O fato: O Índice Nacional de Preços ao Consumidor Amplo 15 (IPCA-15), que mede a prévia da inflação oficial, registrou alta de 0,54% em outubro de 2024, de acordo com dados divulgados pelo Instituto Brasileiro de Geografia e Estatística (IBGE) nesta quinta-feira (24). O índice superou o resultado de setembro, que havia sido de 0,13%, e também o de outubro de 2023, quando a taxa ficou em 0,21%.
Números: Com o aumento, o IPCA-15 acumula uma inflação de 3,71% no ano. No acumulado dos últimos 12 meses, o índice chegou a 4,47%, também acima dos 4,12% registrados na prévia de setembro. Esses números demonstram um crescimento contínuo na pressão inflacionária, com destaque para o impacto de alguns setores específicos.

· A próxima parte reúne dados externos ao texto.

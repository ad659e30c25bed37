//! Response dispatcher.
//!
//! Decides whether one inbound message gets an automated reply. Ignore
//! rules are evaluated first in scope order (contact, group, keyword); then
//! the account's enabled agents are filtered and consulted in priority
//! order. At most one agent produces a reply, which is recorded as an
//! outbound send and pushed through the gateway. Strategy failures are
//! logged and treated as silence — a broken agent never blocks the event
//! pipeline.

use std::sync::Arc;

use courier_agents::build_strategy;
use courier_core::errors::Result;
use courier_core::event::InboundEvent;
use courier_core::rule::{IgnoreRule, IgnoreScope};
use courier_core::send::SendOrigin;
use courier_gateway::GatewayClient;
use courier_store::Store;
use metrics::counter;
use regex::Regex;
use tracing::{debug, info, instrument, warn};

/// What the dispatcher did with one message.
#[derive(Debug, Clone, PartialEq, Eq)]
pub enum DispatchOutcome {
    /// An ignore rule matched; no agent was consulted.
    Suppressed {
        /// The matching rule.
        rule_id: String,
    },
    /// No agent produced a response.
    Silent,
    /// A reply was sent and accepted by the gateway.
    Responded {
        /// The recorded outbound send.
        send_id: String,
    },
    /// A reply was produced but the gateway rejected it; the send is
    /// terminally failed and the event is considered handled.
    SendFailed {
        /// The recorded outbound send.
        send_id: String,
    },
}

/// Per-message response decision engine.
pub struct Dispatcher {
    store: Arc<Store>,
    client: Arc<GatewayClient>,
}

impl Dispatcher {
    /// Build a dispatcher over the shared store and gateway client.
    #[must_use]
    pub fn new(store: Arc<Store>, client: Arc<GatewayClient>) -> Self {
        Self { store, client }
    }

    /// Handle one persisted inbound message.
    #[instrument(skip(self, event), fields(account_id = %event.account_id, event_id = %event.id))]
    pub async fn dispatch(&self, event: &InboundEvent) -> Result<DispatchOutcome> {
        if let Some(rule) = self.matching_ignore_rule(event)? {
            debug!(
                event_id = %event.id,
                rule_id = %rule.id,
                scope = %rule.scope,
                "event suppressed by ignore rule"
            );
            counter!("courier_dispatch_suppressed_total").increment(1);
            return Ok(DispatchOutcome::Suppressed { rule_id: rule.id });
        }

        let Some(response) = self.decide_response(event).await? else {
            return Ok(DispatchOutcome::Silent);
        };

        self.send_response(event, &response).await
    }

    /// First ignore rule matching the event, in scope order. The repository
    /// already returns rules sorted contact → group → keyword.
    fn matching_ignore_rule(&self, event: &InboundEvent) -> Result<Option<IgnoreRule>> {
        let rules = self.store.list_ignore_rules(&event.account_id)?;
        for rule in rules {
            let matched = match rule.scope {
                IgnoreScope::Contact => rule.pattern == event.sender,
                IgnoreScope::Group => event.is_group_chat && rule.pattern == event.chat,
                IgnoreScope::Keyword => match Regex::new(&rule.pattern) {
                    Ok(regex) => regex.is_match(&event.body),
                    Err(err) => {
                        warn!(rule_id = %rule.id, error = %err, "unusable keyword pattern skipped");
                        false
                    }
                },
            };
            if matched {
                return Ok(Some(rule));
            }
        }
        Ok(None)
    }

    /// Consult agents in priority order; the first response wins.
    async fn decide_response(&self, event: &InboundEvent) -> Result<Option<String>> {
        let agents = self.store.list_enabled_agents(&event.account_id)?;
        for agent in agents {
            if agent.ignore_group_chats && event.is_group_chat {
                continue;
            }
            if !agent.allows_sender(&event.sender) {
                continue;
            }

            let strategy = match build_strategy(&agent) {
                Ok(strategy) => strategy,
                Err(err) => {
                    warn!(agent_id = %agent.id, error = %err, "unusable agent config skipped");
                    continue;
                }
            };
            match strategy.respond(event).await {
                Ok(Some(response)) => {
                    debug!(agent_id = %agent.id, event_id = %event.id, "agent responded");
                    return Ok(Some(response));
                }
                Ok(None) => return Ok(None),
                Err(err) => {
                    // Strategy failure is contained to this event; later
                    // events consult the agent again.
                    let err = err.into_dispatch(&event.id);
                    warn!(agent_id = %agent.id, error = %err, "agent failed");
                    counter!("courier_dispatch_agent_failures_total").increment(1);
                    return Ok(None);
                }
            }
        }
        Ok(None)
    }

    /// Record the reply and push it through the gateway. The reply goes back
    /// into the conversation the message arrived in.
    async fn send_response(&self, event: &InboundEvent, body: &str) -> Result<DispatchOutcome> {
        let send = self
            .store
            .enqueue_send(&event.account_id, &event.chat, body, SendOrigin::Agent)?;

        match self
            .client
            .send_message(&event.account_id, &event.chat, body)
            .await
        {
            Ok(external_id) => {
                let _ = self.store.mark_send_sent(&send.id, &external_id)?;
                info!(send_id = %send.id, external_id, "agent reply sent");
                counter!("courier_dispatch_responses_total").increment(1);
                Ok(DispatchOutcome::Responded { send_id: send.id })
            }
            Err(err) => {
                // Failed sends are terminal; there is no automatic retry.
                warn!(send_id = %send.id, error = %err, "agent reply rejected by gateway");
                let _ = self.store.mark_send_failed(&send.id, &err.to_string())?;
                Ok(DispatchOutcome::SendFailed { send_id: send.id })
            }
        }
    }
}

Principais vilões: A maior pressão sobre o índice em outubro veio do grupo de despesas de habitação, que registrou uma alta de 1,72%. Esse aumento foi impulsionado principalmente pelo reajuste de 5,29% na energia elétrica residencial, resultado da adoção da bandeira tarifária vermelha patamar 2 desde o início do mês. Os custos com alimentos também contribuíram para a elevação do IPCA-15, com uma alta de 0,87%. Produtos como contrafilé (5,42%), café moído (4,58%) e leite longa vida (2%) tiveram aumentos expressivos, além do encarecimento da alimentação fora do domicílio (0,66%).

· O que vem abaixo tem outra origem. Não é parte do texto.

//! Error taxonomy for the Courier pipeline.
//!
//! Errors are contained at the granularity they occur: one account, one
//! event, or one scheduled item. Only startup configuration failures are
//! fatal to the process; everything here is recoverable by design.

use thiserror::Error;

/// Top-level error for pipeline operations.
#[derive(Debug, Error)]
pub enum CourierError {
    /// Handshake, read, or write failure on an account's connection.
    /// Non-fatal: triggers the supervisor's reconnect path.
    #[error("connectivity failure for account {account_id}: {reason}")]
    Connectivity {
        /// Affected account.
        account_id: String,
        /// Underlying cause.
        reason: String,
    },

    /// Dedup hit: the event was already persisted. Not a failure — callers
    /// acknowledge and skip.
    #[error("duplicate event {external_id} for account {account_id}")]
    Duplicate {
        /// Affected account.
        account_id: String,
        /// Remote-assigned message id.
        external_id: String,
    },

    /// Agent strategy failure. Swallowed by the dispatcher after logging;
    /// never propagates into consumer processing.
    #[error("dispatch failure for event {event_id}: {reason}")]
    Dispatch {
        /// Event being dispatched.
        event_id: String,
        /// Underlying cause.
        reason: String,
    },

    /// Storage failure. Transient instances trigger queue redelivery;
    /// repeated instances route the message to the dead-letter sink.
    #[error("persistence failure: {0}")]
    Persistence(String),

    /// A scheduled send attempt failed. The item becomes terminally
    /// `failed`; re-scheduling is an explicit operator action.
    #[error("schedule {schedule_id} failed to fire: {reason}")]
    ScheduleFire {
        /// Affected scheduled send.
        schedule_id: String,
        /// Underlying cause.
        reason: String,
    },

    /// A referenced account, agent, or item does not exist. Aborts the
    /// single operation with no process-wide effect.
    #[error("{kind} not found: {id}")]
    NotFound {
        /// Record kind (e.g. `"account"`).
        kind: &'static str,
        /// Missing id.
        id: String,
    },
}

impl CourierError {
    /// Shorthand for a connectivity error.
    pub fn connectivity(account_id: impl Into<String>, reason: impl Into<String>) -> Self {
        Self::Connectivity {
            account_id: account_id.into(),
            reason: reason.into(),
        }
    }

    /// Shorthand for a dispatch error.
    pub fn dispatch(event_id: impl Into<String>, reason: impl Into<String>) -> Self {
        Self::Dispatch {
            event_id: event_id.into(),
            reason: reason.into(),
        }
    }

    /// Shorthand for a schedule-fire error.
    pub fn schedule_fire(schedule_id: impl Into<String>, reason: impl Into<String>) -> Self {
        Self::ScheduleFire {
            schedule_id: schedule_id.into(),
            reason: reason.into(),
        }
    }

    /// Shorthand for a not-found error.
    pub fn not_found(kind: &'static str, id: impl Into<String>) -> Self {
        Self::NotFound {
            kind,
            id: id.into(),
        }
    }

    /// Whether this is the benign dedup-hit case.
    #[must_use]
    pub fn is_duplicate(&self) -> bool {
        matches!(self, Self::Duplicate { .. })
    }
}

/// Convenience result alias used across courier crates.
pub type Result<T> = std::result::Result<T, CourierError>;

// ─────────────────────────────────────────────────────────────────────────────
// Tests
// ─────────────────────────────────────────────────────────────────────────────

Outras áreas impactadas: Além de habitação e alimentação, outros grupos de despesa apresentaram alta de preços em outubro. Saúde e cuidados pessoais subiram 0,49%, despesas pessoais 0,35%, comunicação 0,40%, artigos de residência 0,41%, vestuário 0,43% e educação 0,05%.
Queda nos transportes: Por outro lado, o grupo de despesas com transportes foi o único a registrar deflação em outubro, com queda de 0,33%. Essa redução foi puxada principalmente pelas passagens aéreas, que caíram 11,40%, além de retrações no preço das tarifas de ônibus urbano (-2,49%), trem (-1,59%) e metrô (-1,28%).